Archie Bell & the Drells were one of the main acts on Kenneth Gamble and Leon Huff’s Philadelphia International Records. The hit song “Tighten Up” reached #1 on both the Billboard R&B and Pop charts in the spring of 1968. It is one of the earliest Funk hits in music history. Essential Soul album…~


Archie Bell & the Drells scored a left-field number one hit in 1968 with “Tighten Up,” which epitomized the virtues of their music: funky, exuberant, danceable soul out for a rousing good time. Born in Henderson, TX, Bell grew up in Houston and began singing in church. In junior high, he joined a vocal group called Little Pop & the Fireballs, and formed the Drells in high school with friends James Wise, Huey “Billy” Butler, and Joe Cross (later replaced by Willie Pernell). The Drells won several local talent shows, performing a repertoire dominated by Chicago soul, and were discovered by local DJ Skipper Lee Frazier, who became their manager and producer. Bell & the Drells cut a single for Frazier’s Ovid label, “She’s My Woman,” which became a regional hit in 1966. 

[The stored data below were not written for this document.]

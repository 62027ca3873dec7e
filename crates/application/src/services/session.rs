//! Mapping session
//!
//! Holds the authorization credential obtained from the host application's
//! token provider and hands out query objects configured for the session.

use std::fmt;
use std::sync::Arc;

use chrono::Utc;
use secrecy::SecretString;
use serde::{Deserialize, Serialize};
use tokio::sync::Mutex;
use tracing::{debug, info, instrument, warn};

use super::directions::{Directions, DirectionsOptions};
use super::geocoder::{Geocoder, GeocoderOptions};
use super::search::{Search, SearchOptions};
use crate::error::ApplicationError;
use crate::ports::{AuthorizationToken, DirectionsEngine, GeocodingEngine, SearchEngine, TokenProvider};

/// Largest accepted refresh leeway; larger values are clamped
pub const MAX_REFRESH_LEEWAY_SECS: u64 = 86_400;

fn default_refresh_leeway_secs() -> u64 {
    30
}

/// Session-wide options
#[derive(Debug, Clone, PartialEq, Eq, Serialize, Deserialize)]
pub struct SessionOptions {
    /// Default language for query objects created by the session
    #[serde(default)]
    pub language: Option<String>,
    /// Refresh a credential this many seconds before it expires
    #[serde(default = "default_refresh_leeway_secs")]
    pub refresh_leeway_secs: u64,
}

impl Default for SessionOptions {
    fn default() -> Self {
        Self {
            language: None,
            refresh_leeway_secs: default_refresh_leeway_secs(),
        }
    }
}

impl SessionOptions {
    /// Set the session language
    #[must_use]
    pub fn with_language(mut self, language: impl Into<String>) -> Self {
        self.language = Some(language.into());
        self
    }
}

/// Explicit session state replacing a process-wide initialisation
pub struct MapKitSession {
    provider: Arc<dyn TokenProvider>,
    options: SessionOptions,
    token: Mutex<Option<AuthorizationToken>>,
}

impl fmt::Debug for MapKitSession {
    fn fmt(&self, f: &mut fmt::Formatter<'_>) -> fmt::Result {
        f.debug_struct("MapKitSession")
            .field("options", &self.options)
            .finish_non_exhaustive()
    }
}

impl MapKitSession {
    /// Start a session; the provider is first called on demand
    #[must_use]
    pub fn init(provider: Arc<dyn TokenProvider>, options: SessionOptions) -> Self {
        info!(language = ?options.language, "Mapping session initialised");
        Self {
            provider,
            options,
            token: Mutex::new(None),
        }
    }

    /// Session options
    #[must_use]
    pub const fn options(&self) -> &SessionOptions {
        &self.options
    }

    /// Session language
    #[must_use]
    pub fn language(&self) -> Option<&str> {
        self.options.language.as_deref()
    }

    /// Current authorization credential
    ///
    /// Returns the cached credential while it is valid and asks the provider
    /// for a new one otherwise. Concurrent callers share a single refresh.
    ///
    /// # Errors
    ///
    /// Returns the provider's error, or `NotAuthorized` if it produced an
    /// empty credential.
    #[instrument(skip(self))]
    pub async fn authorization_token(&self) -> Result<SecretString, ApplicationError> {
        let mut cached = self.token.lock().await;
        let leeway_secs = self.options.refresh_leeway_secs.min(MAX_REFRESH_LEEWAY_SECS);
        let leeway = chrono::Duration::seconds(i64::try_from(leeway_secs).unwrap_or(0));

        if let Some(token) = cached.as_ref()
            && !token.is_expired_at(Utc::now(), leeway)
        {
            return Ok(token.secret().clone());
        }

        debug!("Fetching authorization token");
        let token = self.provider.fetch_token().await?;
        if token.is_empty() {
            warn!("Token provider returned an empty credential");
            return Err(ApplicationError::NotAuthorized(
                "Token provider returned an empty credential".to_string(),
            ));
        }

        let secret = token.secret().clone();
        *cached = Some(token);
        Ok(secret)
    }

    /// Drop the cached credential so the next call refreshes it
    pub async fn invalidate(&self) {
        if self.token.lock().await.take().is_some() {
            debug!("Authorization token invalidated");
        }
    }

    /// Create a geocoder, defaulting its language to the session's
    #[must_use]
    pub fn geocoder(&self, engine: Arc<dyn GeocodingEngine>, mut options: GeocoderOptions) -> Geocoder {
        if options.language.is_none() {
            options.language.clone_from(&self.options.language);
        }
        Geocoder::new(engine, options)
    }

    /// Create a search object, defaulting its language to the session's
    #[must_use]
    pub fn search(&self, engine: Arc<dyn SearchEngine>, mut options: SearchOptions) -> Search {
        if options.language.is_none() {
            options.language.clone_from(&self.options.language);
        }
        Search::new(engine, options)
    }

    /// Create a directions object, defaulting its language to the session's
    #[must_use]
    pub fn directions(
        &self,
        engine: Arc<dyn DirectionsEngine>,
        mut options: DirectionsOptions,
    ) -> Directions {
        if options.language.is_none() {
            options.language.clone_from(&self.options.language);
        }
        Directions::new(engine, options)
    }
}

Unfortunately, Bell was drafted in 1967. Before he was shipped overseas, he managed to record a few more tracks with the Drells, including the single “Dog Eat Dog.” The B-side was a dance tune called “Tighten Up,” the title of which came from Butler; backing the Drells was an instrumental R&B combo from Texas Southern University called the T.S.U. Toronados. Frazier was talked into playing “Tighten Up” on his radio show, and it became a smash hit in Houston, drawing the attention of Atlantic. With major-label distribution, “Tighten Up” took the country by storm in early 1968, hitting number one on both the pop and R&B charts. Bell learned of the song’s success while recovering from wounds suffered in Vietnam, and with Atlantic requesting a full album, he began traveling to and from the States on leave. Meanwhile, several promoters took advantage of Bell’s absence to send fake Archie Bell & the Drells lineups out on the road. The real Bell was granted leave to tour with the Drells that summer, and after a show in New Jersey, the group was approached by a fledgling Philadelphia-based songwriting/production team, Kenny Gamble and Leon Huff. Bell & the Drells started recording heavily with the duo, a partnership that produced several more danceable R&B hits in “I Can’t Stop Dancing,” “Do the Choo-Choo,” and “(There’s Gonna Be A) Showdown” (the former two in 1968, the latter in 1969). Also in 1969, Butler left the group and was replaced by Lee Bell, Archie’s brother, who became the Drells’ choreographer. 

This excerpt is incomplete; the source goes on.